Good evening Sam, So Nvidia has recovered its beta version from QQQ, interesting!
Could you explain your latest chart, particularly the 30% drop in Nvidia’s stock price below the $150 support level?
Also, we’ve always seen Nvidia’s stock price drop sharply before the earnings release, but that’s no longer the case.
Why is that?
Thanks
Are you also aligned with some analysts who predict NVIDIA’s price will reach $350 by the end of 2026? They point out that with OpenAI’s IPO and the acceleration of GAI, profits will skyrocket.

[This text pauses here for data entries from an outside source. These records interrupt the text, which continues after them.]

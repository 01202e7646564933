//! Chain resolution
//!
//! The resolver walks an addressing chain parent-first, asking the
//! registered helper of each record to build its layer on top of the
//! parent's. All state a resolution needs travels in a [`ResolverContext`]:
//! the helper registry, the mount table, the key chain, a credential prompt
//! and the file-system cache. Contexts are cheap to clone (shared innards)
//! so helpers and file systems can re-resolve parents on demand.
//!
//! File systems are cached per comparable and reference counted: repeated
//! opens in one context return the same instance, and the back-end closes
//! when the last handle drops. Streams are never cached; every open returns
//! an independent handle.

pub mod helpers;
pub mod keychain;
pub mod mount;

use std::collections::HashMap;
use std::sync::{Arc, Mutex, Weak};

use tracing::{debug, trace};

use crate::cancel::CancelToken;
use crate::error::{VfsError, VfsResult};
use crate::path_spec::PathSpec;
use crate::registry::BackendRegistry;
use crate::stream::FileObject;
use crate::vfs::{FileEntry, FileSystem};

pub use keychain::{CredentialValue, KeyChain};
pub use mount::MountTable;

/// Interactive credential callback: given the locked spec and the
/// credential names its type accepts, returns one name/value pair.
pub type CredentialPrompt =
    Box<dyn Fn(&PathSpec, &[&str]) -> Option<(String, CredentialValue)> + Send + Sync>;

struct ContextInner {
    registry: Arc<BackendRegistry>,
    mount_table: Arc<MountTable>,
    key_chain: Arc<KeyChain>,
    prompt: Option<CredentialPrompt>,
    cancel_token: CancelToken,
    cache: Mutex<HashMap<String, Weak<dyn FileSystem>>>,
    /// Externally built file systems registered into this context; held
    /// strongly for the context's lifetime.
    pinned: Mutex<HashMap<String, Arc<dyn FileSystem>>>,
}

/// Shared state for one resolution scope.
#[derive(Clone)]
pub struct ResolverContext {
    inner: Arc<ContextInner>,
}

impl Default for ResolverContext {
    fn default() -> Self {
        Self::new()
    }
}

impl ResolverContext {
    /// Context over the native back-end set with fresh tables.
    pub fn new() -> Self {
        Self::with_registry(Arc::new(BackendRegistry::with_defaults()))
    }

    pub fn with_registry(registry: Arc<BackendRegistry>) -> Self {
        Self {
            inner: Arc::new(ContextInner {
                registry,
                mount_table: Arc::new(MountTable::new()),
                key_chain: Arc::new(KeyChain::new()),
                prompt: None,
                cancel_token: CancelToken::new(),
                cache: Mutex::new(HashMap::new()),
                pinned: Mutex::new(HashMap::new()),
            }),
        }
    }

    /// Derives a context sharing this one's registry and tables but with
    /// the given credential prompt installed.
    pub fn with_prompt(&self, prompt: CredentialPrompt) -> Self {
        Self {
            inner: Arc::new(ContextInner {
                registry: Arc::clone(&self.inner.registry),
                mount_table: Arc::clone(&self.inner.mount_table),
                key_chain: Arc::clone(&self.inner.key_chain),
                prompt: Some(prompt),
                cancel_token: self.inner.cancel_token.clone(),
                cache: Mutex::new(HashMap::new()),
                pinned: Mutex::new(HashMap::new()),
            }),
        }
    }

    /// Derives a context observing the given cancellation token.
    pub fn with_cancel_token(&self, token: CancelToken) -> Self {
        Self {
            inner: Arc::new(ContextInner {
                registry: Arc::clone(&self.inner.registry),
                mount_table: Arc::clone(&self.inner.mount_table),
                key_chain: Arc::clone(&self.inner.key_chain),
                prompt: None,
                cancel_token: token,
                cache: Mutex::new(HashMap::new()),
                pinned: Mutex::new(HashMap::new()),
            }),
        }
    }

    pub fn registry(&self) -> &BackendRegistry {
        &self.inner.registry
    }

    pub fn mount_table(&self) -> &MountTable {
        &self.inner.mount_table
    }

    pub fn key_chain(&self) -> &KeyChain {
        &self.inner.key_chain
    }

    pub fn cancel_token(&self) -> CancelToken {
        self.inner.cancel_token.clone()
    }

    // =========================================================================
    // Opening
    // =========================================================================

    /// Opens a byte stream for the chain. Streams are not cached; each call
    /// returns an independent handle.
    pub fn open_file_object(&self, spec: &PathSpec) -> VfsResult<Box<dyn FileObject>> {
        self.inner.cancel_token.check()?;
        trace!(chain = %spec, "open file object");
        let helper = self.inner.registry.resolver_helper(spec.type_indicator())?;
        if helper.provides_file_object() {
            return helper.new_file_object(spec, self);
        }
        // File-system types expose their entries' default data stream.
        let entry = self.open_file_entry(spec)?;
        let data_stream = match spec {
            PathSpec::FileSystem { data_stream, .. } => data_stream.as_deref(),
            _ => None,
        };
        entry.file_object(data_stream)
    }

    /// Opens (or returns the cached) file system owning the chain's top
    /// hierarchy layer.
    pub fn open_file_system(&self, spec: &PathSpec) -> VfsResult<Arc<dyn FileSystem>> {
        self.inner.cancel_token.check()?;
        let fs_spec = file_system_spec(spec);
        let key = fs_spec.comparable();

        if let Some(cached) = self.cached_file_system(spec) {
            trace!(key = key.as_str(), "file system cache hit");
            return Ok(cached);
        }

        let helper = self
            .inner
            .registry
            .resolver_helper(fs_spec.type_indicator())?;
        let file_system = helper.new_file_system(&fs_spec, self)?;
        debug!(key = key.as_str(), "opened file system");

        let mut cache = self.inner.cache.lock().expect("resolver cache poisoned");
        // Drop dead entries opportunistically so the table stays bounded.
        cache.retain(|_, weak| weak.strong_count() > 0);
        cache.insert(key, Arc::downgrade(&file_system));
        Ok(file_system)
    }

    /// Opens the file entry the chain addresses.
    pub fn open_file_entry(&self, spec: &PathSpec) -> VfsResult<Box<dyn FileEntry>> {
        // MOUNT records indirect through the mount table before normal
        // resolution (other types go through their helper, including the
        // mount helper's own stream path).
        if let PathSpec::Mount { identifier } = spec {
            let target = self.inner.mount_table.resolve(identifier)?;
            return self.open_file_entry(&target);
        }
        let file_system = self.open_file_system(spec)?;
        file_system.entry_by_spec(spec)
    }

    /// Pre-registers an externally built file system (fake hierarchies) so
    /// chains addressing it resolve inside this context. Unlike opened file
    /// systems, registered ones are held for the context's lifetime.
    pub fn cache_file_system(&self, spec: &PathSpec, file_system: Arc<dyn FileSystem>) {
        let key = file_system_spec(spec).comparable();
        let mut pinned = self.inner.pinned.lock().expect("resolver cache poisoned");
        pinned.insert(key, file_system);
    }

    /// Looks up a cached file system without opening.
    pub(crate) fn cached_file_system(&self, spec: &PathSpec) -> Option<Arc<dyn FileSystem>> {
        let key = file_system_spec(spec).comparable();
        let pinned = self.inner.pinned.lock().expect("resolver cache poisoned");
        if let Some(file_system) = pinned.get(&key) {
            return Some(Arc::clone(file_system));
        }
        drop(pinned);
        let cache = self.inner.cache.lock().expect("resolver cache poisoned");
        cache.get(&key).and_then(Weak::upgrade)
    }

    // =========================================================================
    // Credentials
    // =========================================================================

    /// Credential acquisition in the defined order: explicit value from the
    /// spec, key-chain entry for the exact comparable, interactive prompt,
    /// then locked.
    pub fn resolve_credential(
        &self,
        spec: &PathSpec,
        names: &[&str],
        explicit: Option<CredentialValue>,
    ) -> VfsResult<(String, CredentialValue)> {
        if let Some(value) = explicit {
            return Ok((names.first().unwrap_or(&"").to_string(), value));
        }
        for name in names {
            if let Some(value) = self.inner.key_chain.credential(spec, name) {
                return Ok((name.to_string(), value));
            }
        }
        if let Some(prompt) = &self.inner.prompt {
            if let Some((name, value)) = prompt(spec, names) {
                // Remember prompted credentials for repeated opens.
                self.inner.key_chain.set_credential(spec, &name, value.clone());
                return Ok((name, value));
            }
        }
        Err(VfsError::EncryptedVolumeLocked(format!(
            "no credential for {}",
            spec.type_indicator()
        )))
    }
}

/// Spec identifying the file system that owns the addressed entry: entry
/// addressing attributes are stripped so every entry of one hierarchy maps
/// to the same cache key.
fn file_system_spec(spec: &PathSpec) -> PathSpec {
    match spec {
        PathSpec::Archive {
            format, parent, ..
        } => PathSpec::Archive {
            format: *format,
            location: "/".to_string(),
            parent: parent.clone(),
        },
        PathSpec::FileSystem {
            format, parent, ..
        } => PathSpec::FileSystem {
            format: *format,
            location: "/".to_string(),
            identifier: None,
            data_stream: None,
            mft_attribute: None,
            parent: parent.clone(),
        },
        PathSpec::Os { .. } => PathSpec::Os {
            location: String::new(),
        },
        PathSpec::Fake { .. } => PathSpec::Fake {
            location: "/".to_string(),
        },
        other => other.clone(),
    }
}

#[cfg(test)]
mod tests {
    use super::*;
    use crate::path_spec::ArchiveFormat;

    #[test]
    fn test_file_system_spec_strips_entry_addressing() {
        let parent = PathSpec::Os {
            location: "/logs.tgz".to_string(),
        };
        let a = PathSpec::Archive {
            format: ArchiveFormat::Tar,
            location: "/syslog".to_string(),
            parent: Box::new(parent.clone()),
        };
        let b = PathSpec::Archive {
            format: ArchiveFormat::Tar,
            location: "/other/file".to_string(),
            parent: Box::new(parent),
        };
        assert_eq!(
            file_system_spec(&a).comparable(),
            file_system_spec(&b).comparable()
        );
    }

    #[test]
    fn test_mount_indirection() {
        let context = ResolverContext::new();
        let fake = crate::vfs::fake::FakeFileSystemBuilder::new()
            .add_file("/report.txt", b"mounted")
            .build();
        let fake_spec = PathSpec::Fake {
            location: "/report.txt".to_string(),
        };
        context.cache_file_system(&fake_spec, fake);
        context
            .mount_table()
            .register("evidence", fake_spec)
            .unwrap();

        let mount_spec = PathSpec::Mount {
            identifier: "evidence".to_string(),
        };
        let entry = context.open_file_entry(&mount_spec).unwrap();
        assert_eq!(entry.name(), "report.txt");

        let mut stream = context.open_file_object(&mount_spec).unwrap();
        let data = crate::stream::read_to_end(stream.as_mut()).unwrap();
        assert_eq!(data, b"mounted");
    }

    #[test]
    fn test_unknown_mount_identifier() {
        let context = ResolverContext::new();
        let spec = PathSpec::Mount {
            identifier: "ghost".to_string(),
        };
        assert!(matches!(
            context.open_file_object(&spec),
            Err(VfsError::NotFound(_))
        ));
    }
}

Vinod Khosla shares this view and even suggests that the US government should take a 10% stake in companies like OpenAI to redistribute wealth and mitigate the job losses that AI will bring.
Sam,
Thanks in advance for your insights.
No. That’s excessive. $350 is way too high. You have to think about the capital it would take to get there in such a short period of time. You’re talking about adding $4 trillion in market on top of a 4.56 trillion market cap company. That’s not going to happen with the scope of a year.
It’ll get there eventually obviously. But what’s more likely to happen is Nvidia might run to $250-$270 by the end of next year.
What you’ll get is a long period of heavy volatility and then a recovery from that volatile.
Our target last year was $200 for Jan 2026. We got there a tad bit early, but it’s the same sort of pathing. Between when we had our price in July 2024 and when Nvidia reached $200, the stock had fallen to $90 a share in August 2024, rallied to $130 in September fallen to $100, rallied to $150, fallen to $86 and then rallied to $200.
We’ll see something similar as it progresses toward $250-$260 a share. I think that’s what we’ll likely see this year.
If Nvidia makes a march to $300, it would happen at the end of 2026 as we head into 2027 after a long period of heavy volatility first. And it would require another enormous market rally.
The problem is at $4.6 trillion, now for Nvidia to add value, it has to add trillions in market value. There just isn’t enough capital to makes that push. That’s why you see Apple and other similarly situational companies, barely push the needle. Once they get up to 2-3-4 trillion, it becomes increasingly difficult to add value due to supply/demand constraints.
This was explained in the post. Think about it. Nvidia fell from $210 to $180 on a 6% drop in the QQQ. What happens if the QQQ drops 12-15%?
The correlation tracks. If the QQQ falls under $600, drops to $570, that’s going to push Nvidia down to near $150 a share.
Also, you have to consider the size of the Nvidia rally from April to today. It has massive built-in gains with no retracement. The market rally is at the end of its road.